Thursday, August 15, 2019

a made-up credential implying a doctorate is inherently misleading


Wilson v. Ohio State Chiropractic Board, 2019 WL 3801546, No. 18AP-739, 2019 -Ohio- 3243 (Ct. App. Aug. 13, 2019)

The Board disciplined Wilson for deceptive advertising, and the court of appeals upheld the discipline.  Two bits of interest: (1) Wilson advertised that he was a “D.NMSc.” The court of appeals found this inherently misleading, which is the constitutional standard used to figure out when no disclaimer requirement need be attempted for commercial speech. The crucial difference between this formulation and the Lanham Act concept of falsity and misleadingness is that courts regularly use their common sense and expert testimony to decide what’s inherently misleading, rather than requiring the government to produce consumer perception evidence. Quoting other state court cases, the court here reasoned that a term is inherently misleading if it is “ ‘likely to deceive the public based upon the general public’s use of the term.’ … In general, a statement will only be inherently misleading if the statement, standing alone, will almost unavoidably lead to fraud, undue influence, intimidation or other duplicity.”

That was the case here. Wilson acknowledged that D.NMSc was supposed to connote that he is a Doctor of NeuroMetabolic Science.

That is simply not true. There is no such credential. Appellant admitted that the D.NMSc is not an academic degree; rather, it is a credential. However, the credential exists only because appellant and his colleagues created it. Moreover, the credential was bestowed upon appellant by the IANMP— an organization he and his colleagues formed—and one that is unlicensed by any Florida or Ohio entity governing academic accreditation of doctoral programs.

He and his colleagues created the D.NMSc credential to distinguish their “functional medicine and functional neurology” services from traditional chiropractic services. He testified that “I do functional medicine and functional neurology, and there’s no certification out there specifically that defines it.” Thus, it was clear that the general public was likely to be deceived by the use of the designation: “A member of the public upon hearing or reading that appellant holds a doctorate would assume that appellant has completed a standardized course of study to obtain the degree when in fact appellant created both the credential and the organization that bestowed the credential.” This was inherently misleading and a prohibition created no First Amendment problems.
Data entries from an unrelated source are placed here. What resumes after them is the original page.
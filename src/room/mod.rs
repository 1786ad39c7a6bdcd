//! Room registry - binds a host and up to two controller connections per room
//!
//! Rooms live for the process lifetime; there is no teardown path. A dead
//! connection simply stops accepting sends, and routing to it is dropped.

use dashmap::DashMap;
use tokio::sync::mpsc;
use tracing::{debug, info};
use uuid::Uuid;

use crate::ws::protocol::{FeedbackTarget, PlayerSlot, ServerMsg};

/// Identity of one websocket connection.
pub type ConnId = Uuid;

/// Outbound handle for a connection, cheap to clone into the registry.
#[derive(Clone)]
pub struct ConnectionHandle {
    id: ConnId,
    tx: mpsc::UnboundedSender<ServerMsg>,
}

impl ConnectionHandle {
    pub fn new(id: ConnId, tx: mpsc::UnboundedSender<ServerMsg>) -> Self {
        Self { id, tx }
    }

    pub fn id(&self) -> ConnId {
        self.id
    }

    /// Best-effort send; a closed peer just loses the message.
    pub fn send(&self, msg: ServerMsg) -> bool {
        self.tx.send(msg).is_ok()
    }
}

/// One live match session: a host plus up to two controller slots.
struct Room {
    host: ConnectionHandle,
    players: [Option<ConnectionHandle>; 2],
    scores: [u32; 2],
}

impl Room {
    fn new(host: ConnectionHandle) -> Self {
        Self {
            host,
            players: [None, None],
            scores: [0, 0],
        }
    }

    /// Send to every member of the room's multicast group except `sender`.
    fn multicast_except(&self, sender: ConnId, msg: &ServerMsg) {
        for conn in std::iter::once(&self.host).chain(self.players.iter().flatten()) {
            if conn.id() != sender {
                conn.send(msg.clone());
            }
        }
    }
}

#[derive(Debug, thiserror::Error)]
pub enum RegistryError {
    #[error("room not found: {0}")]
    RoomNotFound(String),
}

/// Registry of live rooms, keyed by room code.
pub struct RoomRegistry {
    rooms: DashMap<String, Room>,
}

impl RoomRegistry {
    pub fn new() -> Self {
        Self {
            rooms: DashMap::new(),
        }
    }

    /// Register `room_id` with `host` as its authority.
    ///
    /// An existing entry is replaced outright; the last writer wins. Two
    /// hosts racing on the same code is left observable rather than rejected.
    pub fn create_room(&self, room_id: &str, host: ConnectionHandle) {
        if self.rooms.insert(room_id.to_string(), Room::new(host)).is_some() {
            debug!(room_id, "existing room replaced");
        }
        info!(room_id, "room created");
    }

    /// Bind `slot` to `conn`, overwriting any prior occupant so a controller
    /// can reconnect by re-joining. The host is notified of the join.
    pub fn join_room(
        &self,
        room_id: &str,
        slot: PlayerSlot,
        conn: ConnectionHandle,
    ) -> Result<(), RegistryError> {
        let mut room = self
            .rooms
            .get_mut(room_id)
            .ok_or_else(|| RegistryError::RoomNotFound(room_id.to_string()))?;

        room.players[slot.index()] = Some(conn);
        room.host.send(ServerMsg::PlayerJoined { player: slot });

        info!(room_id, slot = %slot, "controller joined");
        Ok(())
    }

    /// Forward `msg` to the room's host. Input is best-effort telemetry:
    /// a missing room or dead host drops the message without a reply.
    pub fn route_to_host(&self, room_id: &str, msg: ServerMsg) {
        if let Some(room) = self.rooms.get(room_id) {
            room.host.send(msg);
        }
    }

    /// Deliver a feedback cue: multicast to the room group (minus `sender`)
    /// for [`FeedbackTarget::All`], unicast for a slot target, drop if the
    /// slot has not joined.
    pub fn route_feedback(
        &self,
        room_id: &str,
        sender: ConnId,
        target: FeedbackTarget,
        msg: ServerMsg,
    ) {
        let Some(room) = self.rooms.get(room_id) else {
            return;
        };

        match target {
            FeedbackTarget::All => room.multicast_except(sender, &msg),
            FeedbackTarget::Slot(slot) => {
                if let Some(conn) = &room.players[slot.index()] {
                    conn.send(msg);
                }
            }
        }
    }

    /// Broadcast the end of a round and record the winner in the room tally.
    pub fn route_game_over(&self, room_id: &str, sender: ConnId, winner: PlayerSlot) {
        let Some(mut room) = self.rooms.get_mut(room_id) else {
            return;
        };

        room.scores[winner.index()] += 1;
        room.multicast_except(sender, &ServerMsg::GameOver { winner });
    }

    /// Current score tally for a room, if it exists.
    pub fn room_scores(&self, room_id: &str) -> Option<[u32; 2]> {
        self.rooms.get(room_id).map(|room| room.scores)
    }

    pub fn room_count(&self) -> usize {
        self.rooms.len()
    }

    pub fn controller_count(&self) -> usize {
        self.rooms
            .iter()
            .map(|room| room.players.iter().flatten().count())
            .sum()
    }
}

impl Default for RoomRegistry {
    fn default() -> Self {
        Self::new()
    }
}

#[cfg(test)]
mod tests {
    use super::*;

    fn conn() -> (ConnectionHandle, mpsc::UnboundedReceiver<ServerMsg>) {
        let (tx, rx) = mpsc::unbounded_channel();
        (ConnectionHandle::new(Uuid::new_v4(), tx), rx)
    }

    fn feedback(kind: &str) -> ServerMsg {
        ServerMsg::Feedback {
            kind: kind.to_string(),
            data: serde_json::json!({}),
        }
    }

    #[test]
    fn join_unknown_room_is_an_error() {
        let registry = RoomRegistry::new();
        let (handle, _rx) = conn();

        let err = registry
            .join_room("NOPE", PlayerSlot::One, handle)
            .unwrap_err();
        assert!(matches!(err, RegistryError::RoomNotFound(_)));
    }

    #[test]
    fn join_notifies_host_with_slot() {
        let registry = RoomRegistry::new();
        let (host, mut host_rx) = conn();
        let (player, _player_rx) = conn();

        registry.create_room("R1", host);
        registry.join_room("R1", PlayerSlot::Two, player).unwrap();

        match host_rx.try_recv().unwrap() {
            ServerMsg::PlayerJoined { player } => assert_eq!(player, PlayerSlot::Two),
            other => panic!("unexpected message: {other:?}"),
        }
    }

    #[test]
    fn broadcast_feedback_skips_the_sender() {
        let registry = RoomRegistry::new();
        let (host, mut host_rx) = conn();
        let (p1, mut p1_rx) = conn();
        let (p2, mut p2_rx) = conn();
        let host_id = host.id();

        registry.create_room("R1", host);
        registry.join_room("R1", PlayerSlot::One, p1).unwrap();
        registry.join_room("R1", PlayerSlot::Two, p2).unwrap();

        registry.route_feedback("R1", host_id, FeedbackTarget::All, feedback("goal"));

        assert!(matches!(
            p1_rx.try_recv().unwrap(),
            ServerMsg::Feedback { .. }
        ));
        assert!(matches!(
            p2_rx.try_recv().unwrap(),
            ServerMsg::Feedback { .. }
        ));
        // Only the join notifications, not the host's own feedback.
        assert!(matches!(
            host_rx.try_recv().unwrap(),
            ServerMsg::PlayerJoined { .. }
        ));
        assert!(matches!(
            host_rx.try_recv().unwrap(),
            ServerMsg::PlayerJoined { .. }
        ));
        assert!(host_rx.try_recv().is_err());
    }

    #[test]
    fn slot_feedback_reaches_only_that_slot() {
        let registry = RoomRegistry::new();
        let (host, _host_rx) = conn();
        let (p1, mut p1_rx) = conn();
        let (p2, mut p2_rx) = conn();
        let host_id = host.id();

        registry.create_room("R1", host);
        registry.join_room("R1", PlayerSlot::One, p1).unwrap();
        registry.join_room("R1", PlayerSlot::Two, p2).unwrap();

        registry.route_feedback(
            "R1",
            host_id,
            FeedbackTarget::Slot(PlayerSlot::Two),
            feedback("ball-hit"),
        );

        assert!(p1_rx.try_recv().is_err());
        assert!(matches!(
            p2_rx.try_recv().unwrap(),
            ServerMsg::Feedback { .. }
        ));
    }

    #[test]
    fn feedback_to_vacant_slot_is_dropped() {
        let registry = RoomRegistry::new();
        let (host, _host_rx) = conn();
        let (p1, mut p1_rx) = conn();
        let host_id = host.id();

        registry.create_room("R1", host);
        registry.join_room("R1", PlayerSlot::One, p1).unwrap();

        registry.route_feedback(
            "R1",
            host_id,
            FeedbackTarget::Slot(PlayerSlot::Two),
            feedback("ball-hit"),
        );

        assert!(p1_rx.try_recv().is_err());
    }

    #[test]
    fn create_room_overwrites_existing_host() {
        let registry = RoomRegistry::new();
        let (first_host, mut first_rx) = conn();
        let (second_host, mut second_rx) = conn();
        let (player, _player_rx) = conn();

        registry.create_room("R1", first_host);
        registry.create_room("R1", second_host);
        registry.join_room("R1", PlayerSlot::One, player).unwrap();

        assert!(first_rx.try_recv().is_err());
        assert!(matches!(
            second_rx.try_recv().unwrap(),
            ServerMsg::PlayerJoined { .. }
        ));
    }

    #[test]
    fn routing_to_missing_room_is_silent() {
        let registry = RoomRegistry::new();

        registry.route_to_host(
            "GHOST",
            ServerMsg::PlayerMove {
                player: PlayerSlot::One,
                direction: Some(1),
                active: true,
            },
        );
        registry.route_feedback(
            "GHOST",
            Uuid::new_v4(),
            FeedbackTarget::All,
            feedback("goal"),
        );
    }

    #[test]
    fn game_over_updates_tally_and_broadcasts() {
        let registry = RoomRegistry::new();
        let (host, _host_rx) = conn();
        let (p1, mut p1_rx) = conn();
        let host_id = host.id();

        registry.create_room("R1", host);
        registry.join_room("R1", PlayerSlot::One, p1).unwrap();

        registry.route_game_over("R1", host_id, PlayerSlot::Two);
        registry.route_game_over("R1", host_id, PlayerSlot::Two);

        assert_eq!(registry.room_scores("R1"), Some([0, 2]));
        assert!(matches!(
            p1_rx.try_recv().unwrap(),
            ServerMsg::GameOver {
                winner: PlayerSlot::Two
            }
        ));
    }
}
(2) Wilson argued that it was wrong to hold that his use of the designation D.C. did not clearly identify him as a chiropractor in violation of Ohio law, which requires that “[a]ll advertisements and solicitations shall clearly reveal that the advertisement and/or solicitation is being made on behalf of a chiropractic physician.” The Board “determined in 2007 that the D.C. designation was insufficient to identify a chiropractic physician in advertisements and accordingly amended its administrative rules to require chiropractors to identify themselves using [chiropractic, chiropractor, doctor of chiropractic, or chiropractic physician].” A representative submitted testimony that the Board amended the rule due to consumer complaints that advertisements using only the D.C. designation did not sufficiently signal that the advertisement was for a chiropractor.  This didn’t constitute unconstitutional compelled speech because Zauderer allows disclosure requirements mandating “purely factual and uncontroversial information” where it avoids consumer deception.  Wilson argued that the Board needed to provide “empirical evidence” of deception to take advantage of this rule.  But Zauderer itself said that when the possibility of deception is “self-evident,” the state need not “‘conduct a survey of the * * * public before it [may] determine that the [advertisement] had a tendency to mislead.’” Here, the Board’s position “that it is deceptive to advertise for healthcare services without revealing the type of healthcare professional providing such services”  was reasonable enough to mandate disclosure, and that mandate was not unduly burdensome.